Very much appreciate how much you are sharing here and am tossing this out in case it helps. I was considering moving from SoCal to Seattle and was worried about seasonal depression. I’d been traveling there for work every 2 weeks for several years and had experienced the short, gray days and the effects on my colleagues. A woman from Hawaii told me that she was pretty miserable before she learned that she needed to spend 1 hour outside every day. Even when it’s drizzling. Doesn’t have to be all at once but has to be between sunrise and sunset so a 20 min walk at lunch, 10 min outdoor “coffee breaks” all add up. I ended up staying here but found the practice of spending bits of time outside to be a good thing anywhere!

Fran Wing
3 years ago

I grew up in the Eugene area and after graduation from the U of O I married and moved to LA for 16 years. Then more than 30 years ago we moved back to Oregon (not the Eugene area). My son was 9 when we moved back to Oregon and I’ve never regretted it for a minute, although massive changes were ahead of us. Sometimes I wonder if I would have returned if I’d known what was ahead of me – probably!

Sally
3 years ago

I moved back home to be closer to family after living interstate for 15 years and it’s easier and harder than you think. Some of the things you have been nostalgic for you find might no longer be true and it’s not just you but the place that has changed. Although on other days it feels like it hasn’t changed at all. On the upside, you have old established friendships and deeply established patterns of relationships but these can also be the downside. Can you see how this goes?
Bottom line for me was, it wasn’t always easy finding my place again but I did settle back in and never regretted the decision. It felt like the right thing.
Having said that, it’s now been nine years and I feel I could be ready for another move! I’ll always come back here because I’m rooted here, but there’s nothing to stop leaving and coming back, especially after reconnecting.

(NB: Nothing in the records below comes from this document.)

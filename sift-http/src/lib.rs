pub mod dto;
pub mod handlers;
pub mod server;

pub use handlers::AppState;
pub use server::{build_router, serve};
use std::collections::{BTreeMap, HashMap};
use std::path::Path;
use std::sync::Arc;
use std::time::Instant;

use serde::Serialize;
use tracing::{error, info, warn};

use super::shard::{SearchHit, Shard};
use super::shard_for;
use crate::error::{Result, SiftError};
use crate::types::Document;

/// Shard count for newly created indices. Fixed for the lifetime of an
/// index; there is no resharding.
pub const DEFAULT_SHARD_COUNT: u32 = 5;

/// Per-operation shard accounting, serialized as the `_shards` object.
#[derive(Debug, Clone, Copy, Serialize)]
pub struct ShardsHeader {
    pub total: usize,
    pub successful: usize,
    pub skipped: usize,
    pub failed: usize,
}

impl ShardsHeader {
    fn with_failures(total: usize, failed: usize) -> ShardsHeader {
        ShardsHeader {
            total,
            successful: total - failed,
            skipped: 0,
            failed,
        }
    }
}

#[derive(Debug, Clone, Serialize)]
pub struct CountResponse {
    pub count: u64,
    #[serde(rename = "_shards")]
    pub shards: ShardsHeader,
}

#[derive(Debug, Clone, Copy, Serialize)]
pub struct TotalHits {
    pub value: usize,
    pub relation: &'static str,
}

#[derive(Debug, Serialize)]
pub struct HitsEnvelope {
    pub total: TotalHits,
    pub hits: Vec<SearchHit>,
}

#[derive(Debug, Serialize)]
pub struct SearchResponse {
    pub took: u64,
    pub timed_out: bool,
    #[serde(rename = "_shards")]
    pub shards: ShardsHeader,
    pub hits: HitsEnvelope,
}

#[derive(Debug, Clone, Copy, Serialize)]
pub struct RefreshShards {
    pub total: usize,
    pub successful: usize,
    pub failed: usize,
}

#[derive(Debug, Clone, Copy, Serialize)]
pub struct RefreshResponse {
    #[serde(rename = "_shards")]
    pub shards: RefreshShards,
}

/// A named federation of shards that looks like one index to the caller.
///
/// Routing is `fnv1a_32(id) % shard_count`; every read/write operation fans
/// out one blocking task per shard and joins all of them before returning,
/// so no shard task outlives its parent call.
pub struct Index {
    name: String,
    shards: BTreeMap<u32, Arc<Shard>>,
}

impl std::fmt::Debug for Index {
    fn fmt(&self, f: &mut std::fmt::Formatter<'_>) -> std::fmt::Result {
        f.debug_struct("Index")
            .field("name", &self.name)
            .field("shard_count", &self.shards.len())
            .finish()
    }
}

impl Index {
    /// Load the index at `path` if it exists, otherwise create it with
    /// `shard_count` shards. A zero shard count is rejected: routing is
    /// `hash % shard_count`, which has no meaning over zero shards.
    pub fn open(name: &str, path: &Path, shard_count: u32) -> Result<Index> {
        if shard_count == 0 {
            return Err(SiftError::Config(format!(
                "index {} must have at least one shard",
                name
            )));
        }
        if path.exists() {
            Index::load(name, path, shard_count)
        } else {
            Index::create(name, path, shard_count)
        }
    }

    fn create(name: &str, path: &Path, shard_count: u32) -> Result<Index> {
        info!("creating index {} with {} shards", name, shard_count);
        std::fs::create_dir_all(path)?;

        let mut shards = BTreeMap::new();
        for number in 0..shard_count {
            let shard = Shard::open(number, name, &path.join(number.to_string()))?;
            shards.insert(number, Arc::new(shard));
        }
        Ok(Index {
            name: name.to_string(),
            shards,
        })
    }

    fn load(name: &str, path: &Path, shard_count: u32) -> Result<Index> {
        info!("loading index {}", name);

        let mut shards = BTreeMap::new();
        for entry in std::fs::read_dir(path)? {
            let entry = entry?;
            let file_name = entry.file_name();
            let dir_name = file_name.to_string_lossy();
            let Ok(number) = dir_name.parse::<u32>() else {
                warn!("index {}: skipping bad shard directory {:?}", name, dir_name);
                continue;
            };
            let shard = Shard::open(number, name, &entry.path())?;
            shards.insert(number, Arc::new(shard));
        }

        if shards.is_empty() {
            warn!("index {}: no shards on disk, creating a fresh set", name);
            return Index::create(name, path, shard_count);
        }
        Ok(Index {
            name: name.to_string(),
            shards,
        })
    }

    /// Build an index directly from shards. Used by tests that inject
    /// stub or failing engines.
    pub fn from_shards(name: &str, shards: Vec<Shard>) -> Index {
        Index {
            name: name.to_string(),
            shards: shards
                .into_iter()
                .map(|s| (s.number(), Arc::new(s)))
                .collect(),
        }
    }

    pub fn name(&self) -> &str {
        &self.name
    }

    pub fn shard_count(&self) -> usize {
        self.shards.len()
    }

    /// Partition `docs` into per-shard buckets by routing hash and buffer
    /// each bucket concurrently. Fail-soft: a shard failure is reported in
    /// the header, sibling writes are not rolled back.
    pub async fn index(&self, docs: Vec<Document>) -> ShardsHeader {
        // Shard numbers are usually dense 0..n, but a hand-pruned data
        // directory can leave gaps; route by position so the bucket always
        // resolves to a live shard.
        let numbers: Vec<u32> = self.shards.keys().copied().collect();
        let shard_count = numbers.len() as u32;
        if shard_count == 0 {
            warn!("index {}: dropping {} docs, no shards to route to", self.name, docs.len());
            return ShardsHeader::with_failures(0, 0);
        }
        let mut buckets: HashMap<u32, Vec<Document>> = HashMap::new();
        for doc in docs {
            let position = shard_for(&doc.id, shard_count);
            buckets
                .entry(numbers[position as usize])
                .or_default()
                .push(doc);
        }

        let mut handles = Vec::with_capacity(buckets.len());
        for (number, bucket) in buckets {
            let shard = Arc::clone(&self.shards[&number]);
            handles.push((
                number,
                tokio::task::spawn_blocking(move || shard.buffer(bucket)),
            ));
        }

        let mut failed = 0;
        for (number, handle) in handles {
            match handle.await {
                Ok(Ok(())) => {}
                Ok(Err(e)) => {
                    error!("failed to index shard {}/{}: {}", self.name, number, e);
                    failed += 1;
                }
                Err(e) => {
                    error!("shard task {}/{} panicked: {}", self.name, number, e);
                    failed += 1;
                }
            }
        }
        ShardsHeader::with_failures(self.shards.len(), failed)
    }

    /// Sum committed counts across all shards. A failing shard contributes
    /// zero and bumps `failed` — degraded reads instead of a hard error.
    pub async fn count(&self) -> CountResponse {
        let mut handles = Vec::with_capacity(self.shards.len());
        for (&number, shard) in &self.shards {
            let shard = Arc::clone(shard);
            handles.push((number, tokio::task::spawn_blocking(move || shard.count())));
        }

        let mut total = 0u64;
        let mut failed = 0;
        for (number, handle) in handles {
            match handle.await {
                Ok(Ok(count)) => total += count,
                Ok(Err(e)) => {
                    warn!("failed to count shard {}/{}: {}", self.name, number, e);
                    failed += 1;
                }
                Err(e) => {
                    error!("shard task {}/{} panicked: {}", self.name, number, e);
                    failed += 1;
                }
            }
        }
        CountResponse {
            count: total,
            shards: ShardsHeader::with_failures(self.shards.len(), failed),
        }
    }

    /// Fan the query out to every shard, each independently capped at
    /// `size`, then merge: concatenate, stable-sort descending by score
    /// (ties keep shard dispatch order), truncate to `size`.
    ///
    /// Scores are commensurable across shards because each runs the same
    /// query with the same scoring function over a disjoint subset. The
    /// per-shard cap means a shard holding more than its share of the true
    /// top results can be under-represented; that approximation is inherited
    /// behavior, kept deliberately.
    pub async fn search(&self, query: &str, size: usize) -> SearchResponse {
        let start = Instant::now();

        let mut handles = Vec::with_capacity(self.shards.len());
        for (&number, shard) in &self.shards {
            let shard = Arc::clone(shard);
            let query = query.to_string();
            handles.push((
                number,
                tokio::task::spawn_blocking(move || shard.search(&query, size)),
            ));
        }

        let mut results: Vec<SearchHit> = Vec::new();
        let mut failed = 0;
        for (number, handle) in handles {
            match handle.await {
                Ok(Ok(hits)) => results.extend(hits),
                Ok(Err(e)) => {
                    error!("failed to search shard {}/{}: {}", self.name, number, e);
                    failed += 1;
                }
                Err(e) => {
                    error!("shard task {}/{} panicked: {}", self.name, number, e);
                    failed += 1;
                }
            }
        }

        results.sort_by(|a, b| {
            b.score
                .partial_cmp(&a.score)
                .unwrap_or(std::cmp::Ordering::Equal)
        });
        results.truncate(size);

        SearchResponse {
            took: start.elapsed().as_micros() as u64,
            timed_out: false,
            shards: ShardsHeader::with_failures(self.shards.len(), failed),
            hits: HitsEnvelope {
                total: TotalHits {
                    value: results.len(),
                    relation: "eq",
                },
                hits: results,
            },
        }
    }

    /// Flush every shard's pending batch, awaited so the caller has a
    /// reliable visibility barrier when this returns. Returns the number of
    /// documents made visible.
    pub async fn refresh(&self) -> usize {
        let mut handles = Vec::with_capacity(self.shards.len());
        for (&number, shard) in &self.shards {
            let shard = Arc::clone(shard);
            handles.push((number, tokio::task::spawn_blocking(move || shard.refresh())));
        }

        let mut flushed = 0;
        for (number, handle) in handles {
            match handle.await {
                Ok(Ok(n)) => flushed += n,
                Ok(Err(e)) => {
                    error!("failed to refresh shard {}/{}: {}", self.name, number, e);
                }
                Err(e) => {
                    error!("shard task {}/{} panicked: {}", self.name, number, e);
                }
            }
        }
        flushed
    }

    /// Flush and release every shard.
    pub async fn close(&self) {
        for (&number, shard) in &self.shards {
            let shard = Arc::clone(shard);
            match tokio::task::spawn_blocking(move || shard.close()).await {
                Ok(Ok(())) => {}
                Ok(Err(e)) => error!("failed to close shard {}/{}: {}", self.name, number, e),
                Err(e) => error!("shard task {}/{} panicked: {}", self.name, number, e),
            }
        }
    }
}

One other question: What does Brian think and how will he continue his acting up there? Or is it close enough it doesn’t matter?

Christa
3 years ago

Your honest writing and perspective on moving home is resonating with me right now, as we just wrote an offer on a fixer on Kauai, sold our house in LA, packed our worldly goods into a container, got our dogs certified, and moved. In 2 months! I look forward to learning from you.

Lynnae
3 years ago

Well, I’ve been watching you and following you from Portland for ages. I have a super small-time remodeling biz of my own (though, totally offline during COVID). Welcome home! I can’t wait to see the new digs.

sally
3 years ago

I moved to PDX a couple of years ago from a lifetime in the Bay Area (sorry, not trying to gentrify but I cannot ever afford to live well where I grew up). I think it will be less rainy than you anticipate, but then again I did not move from the LA area. You and I are the exact same age. I had never moved away from home and have also struggled with the feeling of identity, the future me vs who I have always been and what it means for the first time to not know everything about a place. (strange feeling for me) What I will say is the quality of life here compared to CA is AWESOME! You will be happy I think with the balance between country and city, it is definitely a slower pace of life than the large CA cities and there’s WAY WAY more kindness here. Life is good. I know how you feel and I think you are making the right move, but you’re right, it is ok to feel all the feelings but push through toward what you think is the right thing to do. All the best, I am… Read more »

Christina
3 years ago

That room looks so happy already, the LIGHT. So excited for this next chapter for you all.